Report the number of lines of the listing below containing the string "Clone", with nothing added.

| Input data |
- - -
//! Length-framed binary datagrams with a typed write surface and a
//! truncation-checked read cursor.
//!
//! All integers are little-endian, including the u16 length prefixes used
//! for strings, blobs, and client frames. A datagram never exceeds
//! [`DATAGRAM_MAX_SIZE`] on the wire; writers that could cross that limit
//! are checked where the datagram is routed.

use bytes::{BufMut, Bytes, BytesMut};
use thiserror::Error;

use gate_core::dclass::{DcField, FieldType};
use gate_core::Channel;

/// Largest datagram representable behind a u16 length prefix.
pub const DATAGRAM_MAX_SIZE: usize = 65535;

/// Errors raised by the wire layer.
#[derive(Debug, Clone, Error)]
pub enum WireError {
    /// A read ran past the end of the datagram.
    #[error("datagram truncated: needed {needed} bytes, {remaining} remaining")]
    Truncated { needed: usize, remaining: usize },

    /// A string or blob was too long for its u16 length prefix.
    #[error("value too long for u16 length prefix: {0} bytes")]
    LengthOverflow(usize),

    /// A frame exceeded the maximum datagram size.
    #[error("frame exceeds maximum datagram size: {0} bytes")]
    Oversized(usize),

    /// Transport-level failure while framing.
    #[error("i/o error: {0}")]
    Io(String),
}

impl From<std::io::Error> for WireError {
    fn from(err: std::io::Error) -> Self {
        Self::Io(err.to_string())
    }
}

// ============================================================================
// Writer
// ============================================================================

/// Growable binary buffer with typed appenders.
#[derive(Debug, Clone, Default)]
pub struct Datagram {
    buf: BytesMut,
}

impl Datagram {
    pub fn new() -> Self {
        Self::default()
    }

    /// Starts a server-bound datagram with a single-recipient envelope.
    pub fn with_server_header(recipient: Channel, sender: Channel, msgtype: u16) -> Self {
        let mut dg = Self::new();
        dg.add_server_header(recipient, sender, msgtype);
        dg
    }

    /// Starts a client-bound frame body with its message type.
    pub fn with_msgtype(msgtype: u16) -> Self {
        let mut dg = Self::new();
        dg.add_u16(msgtype);
        dg
    }

    pub fn add_u8(&mut self, v: u8) {
        self.buf.put_u8(v);
    }

    pub fn add_u16(&mut self, v: u16) {
        self.buf.put_u16_le(v);
    }

    pub fn add_u32(&mut self, v: u32) {
        self.buf.put_u32_le(v);
    }

    pub fn add_u64(&mut self, v: u64) {
        self.buf.put_u64_le(v);
    }

    /// Appends a u16-length-prefixed string.
    pub fn add_string(&mut self, s: &str) -> Result<(), WireError> {
        self.add_blob(s.as_bytes())
    }

    /// Appends u16-length-prefixed bytes.
    pub fn add_blob(&mut self, bytes: &[u8]) -> Result<(), WireError> {
        let len =
            u16::try_from(bytes.len()).map_err(|_| WireError::LengthOverflow(bytes.len()))?;
        self.buf.put_u16_le(len);
        self.buf.put_slice(bytes);
        Ok(())
    }

    /// Appends raw bytes with no length prefix.
    pub fn add_data(&mut self, bytes: &[u8]) {
        self.buf.put_slice(bytes);
    }

    /// Writes the message director envelope: one recipient, the sender, and
    /// the message type.
    pub fn add_server_header(&mut self, recipient: Channel, sender: Channel, msgtype: u16) {
        self.add_u8(1);
        self.add_u64(recipient);
        self.add_u64(sender);
        self.add_u16(msgtype);
    }

    pub fn size(&self) -> usize {
        self.buf.len()
    }

    pub fn as_bytes(&self) -> &[u8] {
        &self.buf
    }

    pub fn freeze(self) -> Bytes {
        self.buf.freeze()
    }
}

// ============================================================================
// Reader
// ============================================================================

/// Read cursor over a received datagram.
///
/// Every read checks the remaining length first and fails with
/// [`WireError::Truncated`] instead of running off the end.
#[derive(Debug, Clone)]
pub struct DatagramIter {
    data: Bytes,
    offset: usize,
}

impl DatagramIter {
    pub fn new(data: Bytes) -> Self {
        Self { data, offset: 0 }
    }

    /// Bytes not yet consumed.
    pub fn remaining(&self) -> usize {
        self.data.len() - self.offset
    }

    fn take(&mut self, n: usize) -> Result<&[u8], WireError> {
        if self.remaining() < n {
            return Err(WireError::Truncated {
                needed: n,
                remaining: self.remaining(),
            });
        }
        let slice = &self.data[self.offset..self.offset + n];
        self.offset += n;
        Ok(slice)
    }

    pub fn read_u8(&mut self) -> Result<u8, WireError> {
        Ok(self.take(1)?[0])
    }

    pub fn read_u16(&mut self) -> Result<u16, WireError> {
        let b = self.take(2)?;
        Ok(u16::from_le_bytes([b[0], b[1]]))
    }

    pub fn read_u32(&mut self) -> Result<u32, WireError> {
        let b = self.take(4)?;
        Ok(u32::from_le_bytes([b[0], b[1], b[2], b[3]]))
    }

    pub fn read_u64(&mut self) -> Result<u64, WireError> {
        let b = self.take(8)?;
        Ok(u64::from_le_bytes([
            b[0], b[1], b[2], b[3], b[4], b[5], b[6], b[7],
        ]))
    }

    /// Reads u16-length-prefixed bytes.
    pub fn read_blob(&mut self) -> Result<Bytes, WireError> {
        let len = usize::from(self.read_u16()?);
        self.read_data(len)
    }

    /// Reads a u16-length-prefixed string. Non-UTF-8 bytes are replaced.
    pub fn read_string(&mut self) -> Result<String, WireError> {
        let raw = self.read_blob()?;
        Ok(String::from_utf8_lossy(&raw).into_owned())
    }

    /// Reads exactly `n` raw bytes.
    pub fn read_data(&mut self, n: usize) -> Result<Bytes, WireError> {
        if self.remaining() < n {
            return Err(WireError::Truncated {
                needed: n,
                remaining: self.remaining(),
            });
        }
        let out = self.data.slice(self.offset..self.offset + n);
        self.offset += n;
        Ok(out)
    }

    /// Consumes and returns everything left in the datagram.
    pub fn read_remainder(&mut self) -> Bytes {
        let out = self.data.slice(self.offset..);
        self.offset = self.data.len();
        out
    }

    /// Copies exactly one field's wire-encoded bytes into `out`, walking the
    /// field's type metadata. Any shortfall fails with `Truncated` and the
    /// cursor is left mid-field.
    pub fn unpack_field(&mut self, field: &DcField, out: &mut Vec<u8>) -> Result<(), WireError> {
        self.unpack_type(field.field_type(), out)
    }

    fn unpack_type(&mut self, ty: &FieldType, out: &mut Vec<u8>) -> Result<(), WireError> {
        match ty {
            FieldType::Uint8 | FieldType::Int8 => self.copy_fixed(1, out),
            FieldType::Uint16 | FieldType::Int16 => self.copy_fixed(2, out),
            FieldType::Uint32 | FieldType::Int32 => self.copy_fixed(4, out),
            FieldType::Uint64 | FieldType::Int64 | FieldType::Float64 => self.copy_fixed(8, out),
            FieldType::String | FieldType::Blob | FieldType::VarArray(_) => {
                let len = self.read_u16()?;
                out.extend_from_slice(&len.to_le_bytes());
                let data = self.read_data(usize::from(len))?;
                out.extend_from_slice(&data);
                Ok(())
            }
            FieldType::Array(elem, count) => {
                for _ in 0..*count {
                    self.unpack_type(elem, out)?;
                }
                Ok(())
            }
            FieldType::Struct(members) => {
                for m in members {
                    self.unpack_type(m, out)?;
                }
                Ok(())
            }
        }
    }

    fn copy_fixed(&mut self, n: usize, out: &mut Vec<u8>) -> Result<(), WireError> {
        let data = self.read_data(n)?;
        out.extend_from_slice(&data);
        Ok(())
    }
}

#[cfg(test)]
mod tests {
    use super::*;
    use gate_core::dclass::{ClassConfig, ClassRegistry};

    #[test]
    fn test_write_read_round_trip() {
        let mut dg = Datagram::new();
        dg.add_u8(7);
        dg.add_u16(0x1234);
        dg.add_u32(0xdead_beef);
        dg.add_u64(42);
        dg.add_string("hello").unwrap();

        let mut iter = DatagramIter::new(dg.freeze());
        assert_eq!(iter.read_u8().unwrap(), 7);
        assert_eq!(iter.read_u16().unwrap(), 0x1234);
        assert_eq!(iter.read_u32().unwrap(), 0xdead_beef);
        assert_eq!(iter.read_u64().unwrap(), 42);
        assert_eq!(iter.read_string().unwrap(), "hello");
        assert_eq!(iter.remaining(), 0);
    }

    #[test]
    fn test_truncated_read_fails() {
        let mut dg = Datagram::new();
        dg.add_u16(1);
        let mut iter = DatagramIter::new(dg.freeze());
        assert!(matches!(
            iter.read_u32(),
            Err(WireError::Truncated {
                needed: 4,
                remaining: 2
            })
        ));
    }

    #[test]
    fn test_truncated_string_fails() {
        let mut dg = Datagram::new();
        dg.add_u16(10); // length prefix promising more than follows
        dg.add_data(b"abc");
        let mut iter = DatagramIter::new(dg.freeze());
        assert!(matches!(iter.read_string(), Err(WireError::Truncated { .. })));
    }

    #[test]
    fn test_server_header_layout() {
        let dg = Datagram::with_server_header(0x0102, 0x0304, 0x2020);
        let mut iter = DatagramIter::new(dg.freeze());
        assert_eq!(iter.read_u8().unwrap(), 1);
        assert_eq!(iter.read_u64().unwrap(), 0x0102);
        assert_eq!(iter.read_u64().unwrap(), 0x0304);
        assert_eq!(iter.read_u16().unwrap(), 0x2020);
        assert_eq!(iter.remaining(), 0);
    }

    fn field_fixture(ty: &str) -> (ClassRegistry, u16) {
        let reg = ClassRegistry::from_config(
            &serde_json::from_value::<Vec<ClassConfig>>(serde_json::json!([{
                "name": "Probe",
                "fields": [{"name": "f", "type": ty, "keywords": ["clsend"]}]
            }]))
            .unwrap(),
        )
        .unwrap();
        (reg, 0)
    }

    #[test]
    fn test_unpack_fixed_field() {
        let (reg, idx) = field_fixture("uint32");
        let class = reg.get_class(0).unwrap();
        let field = class.field_by_index(idx).unwrap();

        let mut dg = Datagram::new();
        dg.add_u32(99);
        dg.add_u16(0xffff); // trailing bytes stay untouched
        let mut iter = DatagramIter::new(dg.freeze());

        let mut out = Vec::new();
        iter.unpack_field(field, &mut out).unwrap();
        assert_eq!(out, 99u32.to_le_bytes());
        assert_eq!(iter.remaining(), 2);
    }

    #[test]
    fn test_unpack_string_field_keeps_prefix() {
        let (reg, idx) = field_fixture("string");
        let class = reg.get_class(0).unwrap();
        let field = class.field_by_index(idx).unwrap();

        let mut dg = Datagram::new();
        dg.add_string("hi").unwrap();
        let mut iter = DatagramIter::new(dg.freeze());

        let mut out = Vec::new();
        iter.unpack_field(field, &mut out).unwrap();
        assert_eq!(out, [2, 0, b'h', b'i']);
    }

    #[test]
    fn test_unpack_fixed_array_field() {
        let (reg, idx) = field_fixture("uint16[3]");
        let class = reg.get_class(0).unwrap();
        let field = class.field_by_index(idx).unwrap();

        let mut dg = Datagram::new();
        for v in [1u16, 2, 3] {
            dg.add_u16(v);
        }
        let mut iter = DatagramIter::new(dg.freeze());

        let mut out = Vec::new();
        iter.unpack_field(field, &mut out).unwrap();
        assert_eq!(out.len(), 6);
    }

    #[test]
    fn test_unpack_shortfall_is_truncated() {
        let (reg, idx) = field_fixture("uint64");
        let class = reg.get_class(0).unwrap();
        let field = class.field_by_index(idx).unwrap();

        let mut dg = Datagram::new();
        dg.add_u32(1); // only half the field
        let mut iter = DatagramIter::new(dg.freeze());

        let mut out = Vec::new();
        assert!(matches!(
            iter.unpack_field(field, &mut out),
            Err(WireError::Truncated { .. })
        ));
    }

    #[test]
    fn test_blob_length_overflow() {
        let mut dg = Datagram::new();
        let huge = vec![0u8; DATAGRAM_MAX_SIZE + 1];
        assert!(matches!(
            dg.add_blob(&huge),
            Err(WireError::LengthOverflow(_))
        ));
    }
}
- - -
| Response |
3